> **Work item**:
Once the line with "assert!(suffix.chars().all(|c| c.is_ascii_alphabetic()));" is found in the entries below, repeat it and each following line exactly, up to and including the line with "seen_max |= draft.quantity == 10;". Add no other lines.

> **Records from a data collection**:
---

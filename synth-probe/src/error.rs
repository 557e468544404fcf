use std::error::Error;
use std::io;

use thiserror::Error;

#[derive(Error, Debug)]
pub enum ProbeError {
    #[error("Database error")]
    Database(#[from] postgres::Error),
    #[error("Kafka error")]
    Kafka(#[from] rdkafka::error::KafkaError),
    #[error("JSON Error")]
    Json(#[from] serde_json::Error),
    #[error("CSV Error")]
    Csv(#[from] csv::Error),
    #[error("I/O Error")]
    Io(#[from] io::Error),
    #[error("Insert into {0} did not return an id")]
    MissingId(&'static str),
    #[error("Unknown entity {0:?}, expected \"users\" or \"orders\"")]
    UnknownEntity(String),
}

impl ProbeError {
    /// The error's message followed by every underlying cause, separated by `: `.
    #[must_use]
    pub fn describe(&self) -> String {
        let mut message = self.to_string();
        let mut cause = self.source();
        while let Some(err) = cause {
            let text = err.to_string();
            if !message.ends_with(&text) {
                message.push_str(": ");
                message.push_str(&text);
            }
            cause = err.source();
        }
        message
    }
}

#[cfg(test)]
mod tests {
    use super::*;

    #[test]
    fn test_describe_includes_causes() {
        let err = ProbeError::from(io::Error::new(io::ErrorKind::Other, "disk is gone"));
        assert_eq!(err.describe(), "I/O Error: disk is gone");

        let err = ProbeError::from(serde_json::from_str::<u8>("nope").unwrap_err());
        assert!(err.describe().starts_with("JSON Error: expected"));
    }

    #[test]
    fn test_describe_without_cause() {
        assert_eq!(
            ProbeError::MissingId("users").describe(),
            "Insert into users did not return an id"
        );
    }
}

---

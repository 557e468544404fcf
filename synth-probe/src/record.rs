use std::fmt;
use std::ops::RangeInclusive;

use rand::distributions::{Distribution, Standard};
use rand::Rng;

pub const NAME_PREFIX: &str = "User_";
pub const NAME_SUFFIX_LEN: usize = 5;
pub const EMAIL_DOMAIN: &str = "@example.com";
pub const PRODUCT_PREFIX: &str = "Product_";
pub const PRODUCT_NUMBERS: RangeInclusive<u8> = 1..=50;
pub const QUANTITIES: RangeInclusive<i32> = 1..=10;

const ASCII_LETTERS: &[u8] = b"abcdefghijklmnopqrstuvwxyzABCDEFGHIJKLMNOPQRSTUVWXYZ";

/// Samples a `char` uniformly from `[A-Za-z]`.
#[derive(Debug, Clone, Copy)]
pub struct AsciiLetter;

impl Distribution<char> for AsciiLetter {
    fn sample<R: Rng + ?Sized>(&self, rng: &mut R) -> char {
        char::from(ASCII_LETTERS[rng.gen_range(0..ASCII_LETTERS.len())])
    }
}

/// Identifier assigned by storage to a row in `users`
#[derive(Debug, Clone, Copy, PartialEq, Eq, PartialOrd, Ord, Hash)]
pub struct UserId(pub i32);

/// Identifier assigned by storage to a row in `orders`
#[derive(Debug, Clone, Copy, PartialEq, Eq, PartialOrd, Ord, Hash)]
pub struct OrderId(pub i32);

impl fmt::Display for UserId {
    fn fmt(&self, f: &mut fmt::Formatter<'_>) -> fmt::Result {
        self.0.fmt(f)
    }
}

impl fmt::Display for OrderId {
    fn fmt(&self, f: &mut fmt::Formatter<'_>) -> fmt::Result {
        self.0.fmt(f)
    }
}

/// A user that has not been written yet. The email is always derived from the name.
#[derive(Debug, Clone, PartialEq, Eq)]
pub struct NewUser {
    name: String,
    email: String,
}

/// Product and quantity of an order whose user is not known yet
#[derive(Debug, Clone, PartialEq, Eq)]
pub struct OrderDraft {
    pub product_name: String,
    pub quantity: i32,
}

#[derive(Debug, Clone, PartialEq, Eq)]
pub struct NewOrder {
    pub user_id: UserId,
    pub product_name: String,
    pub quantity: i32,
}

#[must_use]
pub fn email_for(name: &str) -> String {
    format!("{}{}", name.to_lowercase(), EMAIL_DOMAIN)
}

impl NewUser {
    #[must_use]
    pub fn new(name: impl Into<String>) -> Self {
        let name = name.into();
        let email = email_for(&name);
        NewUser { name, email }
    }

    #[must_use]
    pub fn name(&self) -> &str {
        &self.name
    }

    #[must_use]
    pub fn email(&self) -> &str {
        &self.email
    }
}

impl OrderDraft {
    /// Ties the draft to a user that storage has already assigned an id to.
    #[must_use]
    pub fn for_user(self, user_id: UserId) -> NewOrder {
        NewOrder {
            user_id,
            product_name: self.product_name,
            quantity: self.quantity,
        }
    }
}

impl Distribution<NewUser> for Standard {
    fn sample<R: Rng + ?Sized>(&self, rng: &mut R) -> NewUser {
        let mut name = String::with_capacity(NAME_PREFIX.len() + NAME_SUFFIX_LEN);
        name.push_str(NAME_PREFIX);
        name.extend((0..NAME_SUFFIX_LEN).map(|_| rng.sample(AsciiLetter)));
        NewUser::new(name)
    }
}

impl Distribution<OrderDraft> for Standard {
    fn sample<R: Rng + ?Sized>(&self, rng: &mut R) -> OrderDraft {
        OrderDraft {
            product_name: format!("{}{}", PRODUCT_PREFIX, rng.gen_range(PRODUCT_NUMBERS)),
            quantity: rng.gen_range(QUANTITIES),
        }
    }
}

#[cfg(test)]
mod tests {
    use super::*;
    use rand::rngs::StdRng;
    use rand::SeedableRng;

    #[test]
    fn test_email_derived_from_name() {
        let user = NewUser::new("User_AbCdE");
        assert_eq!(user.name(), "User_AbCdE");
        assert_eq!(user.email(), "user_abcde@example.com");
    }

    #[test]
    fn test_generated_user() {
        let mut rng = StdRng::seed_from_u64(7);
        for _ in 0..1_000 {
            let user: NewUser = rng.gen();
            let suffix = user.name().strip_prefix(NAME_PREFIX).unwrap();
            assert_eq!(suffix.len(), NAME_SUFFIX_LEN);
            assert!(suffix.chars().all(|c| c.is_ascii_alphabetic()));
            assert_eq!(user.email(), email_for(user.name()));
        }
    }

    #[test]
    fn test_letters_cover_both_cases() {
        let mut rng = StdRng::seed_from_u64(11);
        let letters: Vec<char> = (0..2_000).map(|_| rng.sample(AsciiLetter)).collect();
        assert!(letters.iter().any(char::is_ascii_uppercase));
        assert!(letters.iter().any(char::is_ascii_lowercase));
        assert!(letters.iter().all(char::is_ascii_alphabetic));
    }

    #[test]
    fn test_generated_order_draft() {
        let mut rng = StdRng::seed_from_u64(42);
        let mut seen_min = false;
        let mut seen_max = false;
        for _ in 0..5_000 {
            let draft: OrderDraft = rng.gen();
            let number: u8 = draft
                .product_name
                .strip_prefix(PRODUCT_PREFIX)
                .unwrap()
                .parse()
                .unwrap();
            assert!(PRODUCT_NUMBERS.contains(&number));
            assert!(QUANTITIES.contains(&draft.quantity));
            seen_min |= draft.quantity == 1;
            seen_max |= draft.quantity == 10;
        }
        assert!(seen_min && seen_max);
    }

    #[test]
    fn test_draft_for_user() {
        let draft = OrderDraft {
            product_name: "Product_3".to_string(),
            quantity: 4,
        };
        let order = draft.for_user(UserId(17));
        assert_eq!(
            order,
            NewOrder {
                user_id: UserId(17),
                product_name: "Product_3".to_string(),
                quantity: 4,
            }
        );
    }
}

---

> **Finished task**:
            assert!(suffix.chars().all(|c| c.is_ascii_alphabetic()));
            assert_eq!(user.email(), email_for(user.name()));
        }
    }

    #[test]
    fn test_letters_cover_both_cases() {
        let mut rng = StdRng::seed_from_u64(11);
        let letters: Vec<char> = (0..2_000).map(|_| rng.sample(AsciiLetter)).collect();
        assert!(letters.iter().any(char::is_ascii_uppercase));
        assert!(letters.iter().any(char::is_ascii_lowercase));
        assert!(letters.iter().all(char::is_ascii_alphabetic));
    }

    #[test]
    fn test_generated_order_draft() {
        let mut rng = StdRng::seed_from_u64(42);
        let mut seen_min = false;
        let mut seen_max = false;
        for _ in 0..5_000 {
            let draft: OrderDraft = rng.gen();
            let number: u8 = draft
                .product_name
                .strip_prefix(PRODUCT_PREFIX)
                .unwrap()
                .parse()
                .unwrap();
            assert!(PRODUCT_NUMBERS.contains(&number));
            assert!(QUANTITIES.contains(&draft.quantity));
            seen_min |= draft.quantity == 1;
            seen_max |= draft.quantity == 10;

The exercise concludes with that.